**Task to carry out:**
An exact transcript of all the records is required, with nothing left out.

Start of Exercise inputs

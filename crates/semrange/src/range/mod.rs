//! Range types and satisfaction checks

mod comparator;
mod comparator_set;
mod operator;

use std::fmt;
use std::str::FromStr;

pub use comparator::Comparator;
pub use comparator_set::ComparatorSet;
pub use operator::RangeOperator;

use crate::error::{Error, Result};
use crate::version::Version;

/// A parsed range expression: comparator sets OR'd together
#[derive(Debug, Clone, PartialEq, Eq, Hash, Default)]
pub struct Range {
    sets: Vec<ComparatorSet>,
}

impl Range {
    pub fn new(sets: Vec<ComparatorSet>) -> Self {
        Range { sets }
    }

    /// Parse a range expression
    pub fn parse(input: &str) -> Result<Self> {
        crate::range_parser::parse_range(input)
    }

    pub fn sets(&self) -> &[ComparatorSet] {
        &self.sets
    }

    pub fn is_empty(&self) -> bool {
        self.sets.is_empty()
    }

    /// Check if the version matches any comparator set.
    ///
    /// Sets are tried in order and the first match wins. A range without any
    /// sets matches nothing.
    pub fn satisfies(&self, version: &Version) -> bool {
        self.sets.iter().any(|set| set.matches(version))
    }
}

/// Check if a version satisfies a range
pub fn satisfies(version: &Version, range: &Range) -> bool {
    range.satisfies(version)
}

impl Version {
    /// Check if this version is covered by the range
    pub fn satisfies(&self, range: &Range) -> bool {
        range.satisfies(self)
    }
}

impl fmt::Display for Range {
    fn fmt(&self, f: &mut fmt::Formatter<'_>) -> fmt::Result {
        for (i, set) in self.sets.iter().enumerate() {
            if i > 0 {
                f.write_str(" || ")?;
            }
            write!(f, "{set}")?;
        }
        Ok(())
    }
}

impl FromStr for Range {
    type Err = Error;

    fn from_str(s: &str) -> Result<Self> {
        Range::parse(s)
    }
}

#[cfg(feature = "serde")]
impl serde::Serialize for Range {
    fn serialize<S: serde::Serializer>(
        &self,
        serializer: S,
    ) -> std::result::Result<S::Ok, S::Error> {
        serializer.collect_str(self)
    }
}

#[cfg(feature = "serde")]
impl<'de> serde::Deserialize<'de> for Range {
    fn deserialize<D: serde::Deserializer<'de>>(
        deserializer: D,
    ) -> std::result::Result<Self, D::Error> {
        let s = <std::borrow::Cow<'de, str>>::deserialize(deserializer)?;
        s.parse().map_err(serde::de::Error::custom)
    }
}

End of Exercise inputs

**Task result:**
filename crates/semrange/src/range/mod.rs
//! Range types and satisfaction checks

mod comparator;
mod comparator_set;
mod operator;

use std::fmt;
use std::str::FromStr;

pub use comparator::Comparator;
pub use comparator_set::ComparatorSet;
pub use operator::RangeOperator;

use crate::error::{Error, Result};
use crate::version::Version;

/// A parsed range expression: comparator sets OR'd together
#[derive(Debug, Clone, PartialEq, Eq, Hash, Default)]
pub struct Range {
    sets: Vec<ComparatorSet>,
}

impl Range {
    pub fn new(sets: Vec<ComparatorSet>) -> Self {
        Range { sets }
    }

    /// Parse a range expression
    pub fn parse(input: &str) -> Result<Self> {
        crate::range_parser::parse_range(input)
    }

    pub fn sets(&self) -> &[ComparatorSet] {
        &self.sets
    }

    pub fn is_empty(&self) -> bool {
        self.sets.is_empty()
    }

    /// Check if the version matches any comparator set.
    ///
    /// Sets are tried in order and the first match wins. A range without any
    /// sets matches nothing.
    pub fn satisfies(&self, version: &Version) -> bool {
        self.sets.iter().any(|set| set.matches(version))
    }
}

/// Check if a version satisfies a range
pub fn satisfies(version: &Version, range: &Range) -> bool {
    range.satisfies(version)
}

impl Version {
    /// Check if this version is covered by the range
    pub fn satisfies(&self, range: &Range) -> bool {
        range.satisfies(self)
    }
}

impl fmt::Display for Range {
    fn fmt(&self, f: &mut fmt::Formatter<'_>) -> fmt::Result {
        for (i, set) in self.sets.iter().enumerate() {
            if i > 0 {
                f.write_str(" || ")?;
            }
            write!(f, "{set}")?;
        }
        Ok(())
    }
}

impl FromStr for Range {
    type Err = Error;

    fn from_str(s: &str) -> Result<Self> {
        Range::parse(s)
    }
}

#[cfg(feature = "serde")]
impl serde::Serialize for Range {
    fn serialize<S: serde::Serializer>(
        &self,
        serializer: S,
    ) -> std::result::Result<S::Ok, S::Error> {
        serializer.collect_str(self)
    }
}

#[cfg(feature = "serde")]
impl<'de> serde::Deserialize<'de> for Range {
    fn deserialize<D: serde::Deserializer<'de>>(
        deserializer: D,
    ) -> std::result::Result<Self, D::Error> {
        let s = <std::borrow::Cow<'de, str>>::deserialize(deserializer)?;
        s.parse().map_err(serde::de::Error::custom)
    }
}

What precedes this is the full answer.